Analytics have now permeated into all levels of any company’s organizational hierarchy, creating exciting new opportunities but also some interesting challenges.
Not all businesses are equipped with data scientists and analytics experts to help them navigate what can seem to be a flood of information. The challenge companies face is making data accessible to a range of stakeholders who have little to no experience in data science so that organizations can derive insights and the greatest value from them -- without overwhelming staff.
There are several steps businesses can take to foster a culture that habitually and successfully maximizes the benefit of analytics at all levels.
Analytics can seem intimidating simply because of the massive amount of data that is at our fingertips. I often liken it to an author working on a novel: the hardest step is usually getting started. Being inundated with data from every angle makes it difficult for an everyday user to get started gleaning insights from analytics.
In order to overcome this challenge, it is important first to define the question to investigate -- essentially starting with the first step of the scientific method. By defining the top priority question, the focus is narrowed, eliminating swaths of data that do not contribute to answering the question. This first step is the most important, and the key question can often be determined by the people on the front lines in the organization on a daily basis. They have much greater insight into the question or questions that need to be investigated first.
Even though the people working on a particular question may not be analytics experts, it is essential to understand the source of data and the methodology used to collect and organize it. This is where communication becomes critical. Think of this as research that authors do to equip themselves to best write their novel.
When presenting results either internally or externally, many questions are sure to emerge about how a particular insight was produced and what data was used to produce it. In order to answer these questions, business leaders must work to bridge the gap between themselves and data scientists -- what the MIT Sloan School of Business calls an “interpretation gap.”
Ask questions until everyone involved is clear that the data being produced are applicable to practical, real-world scenarios. This will produce more reliable results that business users can lean into with greater confidence.
Companies must remember that analytics are not a substitute for the intimate, first-hand understanding of a business, referred to as domain expertise. The Boston Consulting Group defines domain expertise as “superior knowledge and insight into a business or category,” and goes further to state that domain experts “use this insight to spur innovation, to see through complexities, and to imagine what could be.” Data are not a replacement for domain expertise but rather complementary to it.

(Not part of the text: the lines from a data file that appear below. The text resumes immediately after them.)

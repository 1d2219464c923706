//! Tests fuzz safe : robustesse + déterminisme + limites contrôlées.
//!
//! But : marteler parseur, évaluateurs et chirurgie de l’arbre sans brûler la machine.
//! - RNG déterministe (seed fixe)
//! - profondeur bornée
//! - budget temps global
//! - invariants : interprétation == exécutable compilé, réimpression stable,
//!   swap involutif, remove préserve l’ordre infixe, pliage sans effet sur la valeur,
//!   imbrication excessive refusée (TooDeep) au lieu d’un débordement de pile

use std::time::{Duration, Instant};

use super::arbre::{NodeId, Order, Side};
use super::config::PROFONDEUR_MAX;
use super::erreur::Error;
use super::eval::valeurs_accord;
use super::expression::Expression;

/* ------------------------ RNG déterministe minimal ------------------------ */

#[derive(Clone)]
struct Rng {
    state: u64,
}
impl Rng {
    fn new(seed: u64) -> Self {
        Self { state: seed }
    }
    fn next_u32(&mut self) -> u32 {
        // LCG simple (déterministe)
        self.state = self.state.wrapping_mul(6364136223846793005).wrapping_add(1);
        (self.state >> 32) as u32
    }
    fn pick(&mut self, n: u32) -> u32 {
        if n == 0 {
            0
        } else {
            self.next_u32() % n
        }
    }
    fn coin(&mut self) -> bool {
        (self.next_u32() & 1) == 1
    }
    fn valeur(&mut self) -> f64 {
        f64::from(self.pick(2001)) / 100.0 - 10.0
    }
    fn un_de<'a>(&mut self, choix: &[&'a str]) -> &'a str {
        choix[self.pick(choix.len() as u32) as usize]
    }
}

/* ------------------------ Budget anti-gel ------------------------ */

fn budget(start: Instant, max: Duration) {
    if start.elapsed() > max {
        panic!("budget temps dépassé: {:?}", max);
    }
}

/* ------------------------ Générateurs ------------------------ */

const BINAIRES: [&str; 14] = [
    "+", "-", "*", "/", "^", "<", ">", "=", "!=", "<=", ">=", "&", "|", "+",
];

fn gen_atom(rng: &mut Rng) -> String {
    match rng.pick(7) {
        0 => format!("{}", rng.pick(10)),
        1 => format!("{}.{}", rng.pick(10), rng.pick(10)),
        2 => "x".to_string(),
        3 => "y".to_string(),
        4 => format!("{}x", rng.pick(9) + 1),
        5 => "pi".to_string(),
        _ => rng.un_de(&["e", "x", "y"]).to_string(),
    }
}

/// Expression syntaxiquement valide ; `fonctionnelles` autorise Sum / Product.
fn gen_expr(rng: &mut Rng, depth: usize, fonctionnelles: bool) -> String {
    if depth == 0 {
        return gen_atom(rng);
    }
    let d = depth - 1;

    match rng.pick(12) {
        0 | 1 => gen_atom(rng),
        2..=4 => {
            let op = rng.un_de(&BINAIRES);
            format!("{}{op}{}", gen_expr(rng, d, fonctionnelles), gen_expr(rng, d, fonctionnelles))
        }
        5 => format!("({})", gen_expr(rng, d, fonctionnelles)),
        6 => format!("-{}", gen_expr(rng, d, fonctionnelles)),
        7 => format!("!{}", gen_expr(rng, d, fonctionnelles)),
        8 => format!(
            "({}?{}:{})",
            gen_expr(rng, d, fonctionnelles),
            gen_expr(rng, d, fonctionnelles),
            gen_expr(rng, d, fonctionnelles)
        ),
        9 => {
            let f = rng.un_de(&["sqrt", "abs", "sin", "cos", "exp", "floor"]);
            format!("{f}({})", gen_expr(rng, d, fonctionnelles))
        }
        10 => {
            let f = rng.un_de(&["max", "min", "atan2", "hypot"]);
            if rng.coin() {
                format!("{f}({}, {})", gen_expr(rng, d, fonctionnelles), gen_expr(rng, d, fonctionnelles))
            } else {
                format!("{f}(y: {}, x: {})", gen_expr(rng, d, fonctionnelles), gen_expr(rng, d, fonctionnelles))
            }
        }
        _ if fonctionnelles => {
            let f = rng.un_de(&["Sum", "Product"]);
            let haut = rng.pick(4);
            format!("{f}[i=0..{haut}]{{{}*i+1}}", gen_expr(rng, d.min(2), false))
        }
        _ => format!("({})^2", gen_expr(rng, d, fonctionnelles)),
    }
}

/// Suite de morceaux au hasard : le parseur doit répondre (Ok ou Err) sans paniquer.
fn gen_bruit(rng: &mut Rng) -> String {
    const MORCEAUX: [&str; 26] = [
        "1", "2", "0.5", "x", "y", "+", "-", "*", "/", "^", "<", ">", "=", "!", "&", "|", "?", ":", "..", "(",
        ")", "max(", ",", "sqrt(", " ", "[",
    ];
    let n = rng.pick(14) + 1;
    (0..n).map(|_| rng.un_de(&MORCEAUX)).collect()
}

/// Imbrication de profondeur `n` selon un motif ; renvoie le texte et sa valeur.
fn gen_profond(motif: u32, n: usize) -> (String, f64) {
    match motif {
        0 => (format!("{}1{}", "(".repeat(n), ")".repeat(n)), 1.0),
        1 => (format!("{}1", "1+".repeat(n)), (n + 1) as f64),
        2 => {
            let signe = if n % 2 == 0 { 2.0 } else { -2.0 };
            (format!("{}2", "-".repeat(n)), signe)
        }
        3 => (format!("{}7", "0?0:".repeat(n)), 7.0),
        _ => (format!("{}1{}", "abs(".repeat(n), ")".repeat(n)), 1.0),
    }
}

/* ------------------------ Helpers ------------------------ */

fn lie(e: &Expression, x: f64, y: f64) {
    for (nom, v) in [("x", x), ("y", y)] {
        if e.variables().get(nom).is_some() {
            e.set(nom, v).unwrap();
        }
    }
}

fn accord(e: &Expression) -> (f64, f64) {
    let i = e.compute();
    let c = e.compile().call();
    assert!(valeurs_accord(i, c), "désaccord sur {e}: interprété={i} compilé={c}");
    (i, c)
}

fn parse_ok(src: &str) -> Expression {
    Expression::parse(src).unwrap_or_else(|err| panic!("parse {src:?}: {err}"))
}

fn noeuds(e: &Expression) -> Vec<NodeId> {
    e.tree().walk_all(Order::Pre, Side::Left).collect()
}

/* ------------------------ Tests ------------------------ */

#[test]
fn fuzz_safe_interprete_et_compile_s_accordent() {
    let t0 = Instant::now();
    let max = Duration::from_millis(500);
    let mut rng = Rng::new(0xC0FFEE_u64);

    for _ in 0..300 {
        budget(t0, max);

        let src = gen_expr(&mut rng, 5, true);
        let e = parse_ok(&src);
        assert!(e.tree().is_consistent(), "arbre incohérent: {src:?}");

        for _ in 0..3 {
            lie(&e, rng.valeur(), rng.valeur());
            accord(&e);
        }
    }
}

#[test]
fn fuzz_safe_reimpression_stable() {
    let t0 = Instant::now();
    let max = Duration::from_millis(500);
    let mut rng = Rng::new(0xBADC0DE_u64);

    for _ in 0..250 {
        budget(t0, max);

        let src = gen_expr(&mut rng, 5, true);
        let e1 = parse_ok(&src);
        let s1 = e1.to_string();
        let e2 = parse_ok(&s1);
        let s2 = e2.to_string();
        assert_eq!(s1, s2, "réimpression instable pour {src:?}");

        let (x, y) = (rng.valeur(), rng.valeur());
        lie(&e1, x, y);
        lie(&e2, x, y);
        let (v1, _) = accord(&e1);
        let (v2, _) = accord(&e2);
        assert!(valeurs_accord(v1, v2), "{src:?} -> {s1:?}: {v1} vs {v2}");
    }
}

#[test]
fn fuzz_safe_bruit_sans_panique() {
    let t0 = Instant::now();
    let max = Duration::from_millis(500);
    let mut rng = Rng::new(0x5EED_u64);

    let mut seen_ok = 0usize;
    let mut seen_err = 0usize;

    for _ in 0..600 {
        budget(t0, max);

        let src = gen_bruit(&mut rng);
        match Expression::parse(&src) {
            Ok(e) => {
                assert!(e.tree().is_consistent(), "arbre incohérent: {src:?}");
                lie(&e, rng.valeur(), rng.valeur());
                accord(&e);

                // tout ce qui s’imprime se relit
                let s1 = e.to_string();
                let s2 = parse_ok(&s1).to_string();
                assert_eq!(s1, s2, "réimpression instable pour {src:?}");
                seen_ok += 1;
            }
            Err(err) => {
                assert!(!err.to_string().is_empty());
                seen_err += 1;
            }
        }
    }

    // On veut voir un mix des deux, sinon le fuzz ne “balaye” rien.
    assert!(seen_ok > 10, "trop peu de succès: {seen_ok}");
    assert!(seen_err > 10, "trop peu d’erreurs: {seen_err}");
}

#[test]
fn fuzz_safe_swap_involutif() {
    let t0 = Instant::now();
    let max = Duration::from_millis(500);
    let mut rng = Rng::new(0xABCDEF_u64);

    for _ in 0..200 {
        budget(t0, max);

        let src = gen_expr(&mut rng, 4, false);
        let mut e = parse_ok(&src);
        lie(&e, rng.valeur(), rng.valeur());
        let avant = e.to_string();
        let v_avant = e.compute();

        let ids = noeuds(&e);
        for _ in 0..4 {
            let a = ids[rng.pick(ids.len() as u32) as usize];
            let b = ids[rng.pick(ids.len() as u32) as usize];

            e.swap(a, b).unwrap();
            assert!(e.tree().is_consistent(), "swap({a:?}, {b:?}) incohérent sur {src:?}");
            assert_eq!(e.tree().len(), ids.len());
            // arbre déformé : les deux évaluateurs restent d’accord
            accord(&e);

            e.swap(a, b).unwrap();
            assert_eq!(e.to_string(), avant, "swap non involutif sur {src:?}");
        }
        assert!(valeurs_accord(e.compute(), v_avant));
    }
}

#[test]
fn fuzz_safe_remove_preserve_ordre_infixe() {
    let t0 = Instant::now();
    let max = Duration::from_millis(500);
    let mut rng = Rng::new(0xFACADE_u64);

    for _ in 0..150 {
        budget(t0, max);

        let src = gen_expr(&mut rng, 4, false);
        let mut e = parse_ok(&src);
        lie(&e, rng.valeur(), rng.valeur());

        while !e.tree().is_empty() {
            let infixe: Vec<NodeId> = e.tree().walk_all(Order::In, Side::Left).collect();
            let cible = infixe[rng.pick(infixe.len() as u32) as usize];

            e.remove(cible).unwrap();

            let attendu: Vec<NodeId> = infixe.iter().copied().filter(|&n| n != cible).collect();
            let apres: Vec<NodeId> = e.tree().walk_all(Order::In, Side::Left).collect();
            assert_eq!(apres, attendu, "ordre infixe perdu sur {src:?}");
            assert!(e.tree().is_consistent());
            assert!(!e.tree().contains(cible));
            accord(&e);
        }
        assert!(e.compute().is_nan(), "arbre vide => NaN");
    }
}

#[test]
fn fuzz_safe_pliage_conserve_la_valeur() {
    let t0 = Instant::now();
    let max = Duration::from_millis(500);
    let mut rng = Rng::new(0x0DDBA11_u64);

    for _ in 0..250 {
        budget(t0, max);

        let src = gen_expr(&mut rng, 5, true);
        let mut e = parse_ok(&src);
        lie(&e, rng.valeur(), rng.valeur());
        let (avant, _) = accord(&e);
        let taille = e.tree().len();

        let plies = e.fold_constants().unwrap();
        assert!(e.tree().is_consistent());
        assert!(e.tree().len() <= taille);
        if plies == 0 {
            assert_eq!(e.tree().len(), taille);
        }

        let (apres, _) = accord(&e);
        assert!(valeurs_accord(avant, apres), "pliage de {src:?} -> {e}: {avant} vs {apres}");

        // un second pliage ne trouve plus rien
        assert_eq!(e.fold_constants().unwrap(), 0, "pliage incomplet: {e}");
    }
}

#[test]
fn fuzz_safe_imbrication_profonde_refusee() {
    let t0 = Instant::now();
    let max = Duration::from_secs(2);
    let mut rng = Rng::new(0xDEE9_u64);

    let trop_profond = |src: &str| {
        let r = Expression::parse(src);
        assert!(
            matches!(r, Err(Error::TooDeep { limit: PROFONDEUR_MAX })),
            "attendu TooDeep pour {}…: {:?}",
            &src[..src.len().min(16)],
            r.map(|e| e.tree().height())
        );
    };

    // extrêmes
    trop_profond(&format!("{}1{}", "(".repeat(20_000), ")".repeat(20_000)));
    trop_profond(&format!("{}1", "1+".repeat(5_000)));
    trop_profond(&format!("{}x", "-".repeat(100_000)));
    trop_profond(&format!("{}0", "x?1:".repeat(3_000)));
    trop_profond(&format!("{}2", "2^".repeat(3_000)));

    for _ in 0..60 {
        budget(t0, max);

        let motif = rng.pick(5);
        if rng.coin() {
            let n = PROFONDEUR_MAX + 1 + rng.pick(4_000) as usize;
            let (src, _) = gen_profond(motif, n);
            trop_profond(&src);
        } else {
            // sous la limite : l’arbre se construit et s’évalue
            let n = 1 + rng.pick(120) as usize;
            let (src, attendu) = gen_profond(motif, n);
            let e = parse_ok(&src);
            assert!(e.tree().height() <= PROFONDEUR_MAX);
            let (i, _) = accord(&e);
            assert_eq!(i, attendu, "motif {motif}, n = {n}");
        }
    }
}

This distinction is key to avoid falling into the trap of viewing analytics in a vacuum. If something doesn’t seem like it adds up in the data, apply domain expertise and ask questions until you have a clear understanding. As Florian Zettelmeyer of the Kellogg School at Northwestern University points out, “Knowing what you know about your business, is there a plausible explanation for that result?”
This is where authors combine research with their own experiences to craft a story with a logical plot that will appeal to readers. Companies cannot rely on data or on their own observations alone to guide actions but should use the results of both to form a holistic view of the business or the particular question they are trying to answer.
Success in applying data-driven insights relies on taking action. But it is important for business leaders not to feel the need to create action plans that completely overhaul or revolutionize their organization -- instead focusing on more granular goals.
McKinsey makes this point: “The impact of ‘big data’ analytics is often manifested by thousands—or more—of incrementally small improvements. If an organization can atomize a single process into its smallest parts and implement advances where possible, the payoffs can be profound.”
Too often, companies ignore the value of small improvements and the potential for exponential payoffs that can result from building on the foundation of these minor victories over time.
The real key to success in applying everyday analytics comes down to one thing: engagement. Leaders and their teams that are simply engaged with analytics are already ahead of the field. This is true of any facet of business, but especially so of analytics. The goal in the end is to use data to make better decisions and to increase efficiencies within an organization.
Producing analytics must not be a goal in and of itself. The author does not publish a novel simply to do so, but to delight readers and to make a contribution to society. On an organizational level, analytics are really not so different.